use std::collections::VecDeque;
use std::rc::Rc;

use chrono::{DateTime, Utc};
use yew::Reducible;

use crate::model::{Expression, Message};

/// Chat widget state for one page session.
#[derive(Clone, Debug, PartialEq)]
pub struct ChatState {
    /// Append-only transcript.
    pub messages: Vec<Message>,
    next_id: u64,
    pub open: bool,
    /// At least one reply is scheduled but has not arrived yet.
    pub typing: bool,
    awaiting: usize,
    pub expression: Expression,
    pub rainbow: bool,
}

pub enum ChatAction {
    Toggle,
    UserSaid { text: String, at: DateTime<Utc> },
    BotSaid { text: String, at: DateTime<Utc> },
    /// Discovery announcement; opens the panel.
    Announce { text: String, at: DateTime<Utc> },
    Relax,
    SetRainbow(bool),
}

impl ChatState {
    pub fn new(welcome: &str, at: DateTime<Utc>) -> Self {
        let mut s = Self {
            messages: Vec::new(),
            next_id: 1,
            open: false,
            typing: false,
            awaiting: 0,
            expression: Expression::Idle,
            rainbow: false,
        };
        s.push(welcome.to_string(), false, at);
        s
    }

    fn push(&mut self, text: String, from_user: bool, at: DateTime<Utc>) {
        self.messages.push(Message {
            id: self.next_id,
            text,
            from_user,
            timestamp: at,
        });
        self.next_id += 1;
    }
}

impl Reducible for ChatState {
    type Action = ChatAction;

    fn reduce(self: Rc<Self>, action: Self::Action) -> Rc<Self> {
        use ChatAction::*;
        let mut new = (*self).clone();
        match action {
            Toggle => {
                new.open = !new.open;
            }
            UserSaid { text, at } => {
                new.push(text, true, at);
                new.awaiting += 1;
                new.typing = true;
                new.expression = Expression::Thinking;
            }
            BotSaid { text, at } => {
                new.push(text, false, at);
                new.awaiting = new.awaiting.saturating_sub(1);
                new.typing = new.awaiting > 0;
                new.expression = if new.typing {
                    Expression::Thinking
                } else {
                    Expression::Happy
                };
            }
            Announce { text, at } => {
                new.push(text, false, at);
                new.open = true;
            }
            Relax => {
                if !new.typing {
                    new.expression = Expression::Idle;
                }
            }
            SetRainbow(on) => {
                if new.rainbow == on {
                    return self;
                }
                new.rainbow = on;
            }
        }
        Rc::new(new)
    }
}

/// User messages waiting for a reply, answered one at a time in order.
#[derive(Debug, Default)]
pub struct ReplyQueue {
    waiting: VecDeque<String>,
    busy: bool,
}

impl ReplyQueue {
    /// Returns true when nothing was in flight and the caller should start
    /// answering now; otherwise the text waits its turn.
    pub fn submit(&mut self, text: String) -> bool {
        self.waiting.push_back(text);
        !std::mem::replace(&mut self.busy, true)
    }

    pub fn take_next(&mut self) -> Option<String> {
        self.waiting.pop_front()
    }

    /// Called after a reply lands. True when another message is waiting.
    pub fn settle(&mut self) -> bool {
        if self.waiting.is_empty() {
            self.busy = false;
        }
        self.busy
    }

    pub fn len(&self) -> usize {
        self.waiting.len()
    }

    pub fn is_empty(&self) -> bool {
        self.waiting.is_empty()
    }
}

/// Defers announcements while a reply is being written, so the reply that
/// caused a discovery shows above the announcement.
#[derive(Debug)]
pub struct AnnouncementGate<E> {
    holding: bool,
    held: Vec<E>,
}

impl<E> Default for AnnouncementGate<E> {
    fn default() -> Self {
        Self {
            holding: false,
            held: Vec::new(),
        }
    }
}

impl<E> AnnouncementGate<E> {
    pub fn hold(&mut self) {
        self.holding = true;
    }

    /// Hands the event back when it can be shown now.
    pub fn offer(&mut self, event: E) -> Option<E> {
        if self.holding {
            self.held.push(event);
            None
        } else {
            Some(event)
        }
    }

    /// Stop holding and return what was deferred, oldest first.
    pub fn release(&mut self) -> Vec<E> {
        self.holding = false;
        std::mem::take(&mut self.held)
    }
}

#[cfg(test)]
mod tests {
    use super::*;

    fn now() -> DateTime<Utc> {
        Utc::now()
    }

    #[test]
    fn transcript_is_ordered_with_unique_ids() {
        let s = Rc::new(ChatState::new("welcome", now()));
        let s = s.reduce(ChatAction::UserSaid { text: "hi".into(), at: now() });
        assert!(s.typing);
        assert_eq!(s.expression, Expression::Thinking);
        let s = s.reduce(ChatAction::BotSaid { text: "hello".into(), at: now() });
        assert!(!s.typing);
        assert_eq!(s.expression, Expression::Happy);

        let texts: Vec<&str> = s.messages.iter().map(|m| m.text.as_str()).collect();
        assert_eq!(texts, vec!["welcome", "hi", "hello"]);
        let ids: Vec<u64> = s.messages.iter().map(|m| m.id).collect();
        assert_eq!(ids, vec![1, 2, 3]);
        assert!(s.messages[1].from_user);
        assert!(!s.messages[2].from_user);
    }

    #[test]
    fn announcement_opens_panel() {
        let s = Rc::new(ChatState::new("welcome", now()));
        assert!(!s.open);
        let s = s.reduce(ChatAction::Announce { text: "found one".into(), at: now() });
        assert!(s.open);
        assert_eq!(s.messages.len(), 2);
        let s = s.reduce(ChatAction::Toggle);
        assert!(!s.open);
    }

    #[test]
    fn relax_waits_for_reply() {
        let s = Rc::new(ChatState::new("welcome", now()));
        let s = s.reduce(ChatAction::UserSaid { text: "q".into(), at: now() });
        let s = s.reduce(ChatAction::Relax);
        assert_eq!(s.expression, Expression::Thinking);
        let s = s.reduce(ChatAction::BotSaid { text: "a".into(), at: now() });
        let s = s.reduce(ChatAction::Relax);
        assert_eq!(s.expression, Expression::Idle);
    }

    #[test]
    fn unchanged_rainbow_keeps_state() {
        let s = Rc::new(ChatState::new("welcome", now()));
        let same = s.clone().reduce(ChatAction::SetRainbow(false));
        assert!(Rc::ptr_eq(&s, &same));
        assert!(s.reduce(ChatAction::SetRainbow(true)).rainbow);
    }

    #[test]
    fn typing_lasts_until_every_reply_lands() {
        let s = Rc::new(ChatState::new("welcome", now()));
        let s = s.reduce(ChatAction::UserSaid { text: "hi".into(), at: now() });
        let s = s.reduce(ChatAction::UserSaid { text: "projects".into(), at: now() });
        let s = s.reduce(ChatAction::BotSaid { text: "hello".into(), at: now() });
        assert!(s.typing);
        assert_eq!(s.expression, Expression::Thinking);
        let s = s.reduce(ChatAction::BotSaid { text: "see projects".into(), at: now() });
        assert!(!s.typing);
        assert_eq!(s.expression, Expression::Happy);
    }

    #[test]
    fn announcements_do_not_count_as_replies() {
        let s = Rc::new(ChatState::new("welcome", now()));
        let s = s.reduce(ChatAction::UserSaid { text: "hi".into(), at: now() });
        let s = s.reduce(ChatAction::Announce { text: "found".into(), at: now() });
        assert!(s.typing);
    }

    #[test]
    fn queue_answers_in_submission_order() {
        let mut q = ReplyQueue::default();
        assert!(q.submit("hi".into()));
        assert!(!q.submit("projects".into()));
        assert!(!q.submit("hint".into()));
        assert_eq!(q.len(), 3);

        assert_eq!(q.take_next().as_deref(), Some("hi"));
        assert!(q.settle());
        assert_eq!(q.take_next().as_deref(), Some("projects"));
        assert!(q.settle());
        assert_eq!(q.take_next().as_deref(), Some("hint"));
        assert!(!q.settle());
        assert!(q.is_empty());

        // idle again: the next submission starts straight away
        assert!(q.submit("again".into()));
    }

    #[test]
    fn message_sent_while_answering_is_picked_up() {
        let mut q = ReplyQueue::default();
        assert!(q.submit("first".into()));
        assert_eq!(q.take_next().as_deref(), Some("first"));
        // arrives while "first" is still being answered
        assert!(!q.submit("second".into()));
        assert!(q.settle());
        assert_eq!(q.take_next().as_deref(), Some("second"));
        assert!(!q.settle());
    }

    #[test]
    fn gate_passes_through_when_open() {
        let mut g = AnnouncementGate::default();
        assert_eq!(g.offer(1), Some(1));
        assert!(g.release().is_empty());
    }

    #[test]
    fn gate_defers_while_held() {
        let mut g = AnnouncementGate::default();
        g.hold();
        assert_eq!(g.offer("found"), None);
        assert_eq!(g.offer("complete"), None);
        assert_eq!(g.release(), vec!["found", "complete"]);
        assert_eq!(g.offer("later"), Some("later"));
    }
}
* * *
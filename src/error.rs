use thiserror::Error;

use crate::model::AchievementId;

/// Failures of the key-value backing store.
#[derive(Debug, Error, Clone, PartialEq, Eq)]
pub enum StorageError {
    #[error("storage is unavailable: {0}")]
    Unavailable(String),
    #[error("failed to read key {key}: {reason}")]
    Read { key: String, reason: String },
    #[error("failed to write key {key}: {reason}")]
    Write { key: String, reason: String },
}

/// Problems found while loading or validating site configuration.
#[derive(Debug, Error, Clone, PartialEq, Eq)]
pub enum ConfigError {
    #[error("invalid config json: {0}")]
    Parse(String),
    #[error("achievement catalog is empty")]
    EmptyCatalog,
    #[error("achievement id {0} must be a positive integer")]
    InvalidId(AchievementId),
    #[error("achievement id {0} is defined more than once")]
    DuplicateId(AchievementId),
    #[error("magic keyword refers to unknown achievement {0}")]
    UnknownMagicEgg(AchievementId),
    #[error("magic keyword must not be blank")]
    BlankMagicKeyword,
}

Task to complete:
Give the count of lines in the records that contain "Debug", and no other text.

Worked solution:
5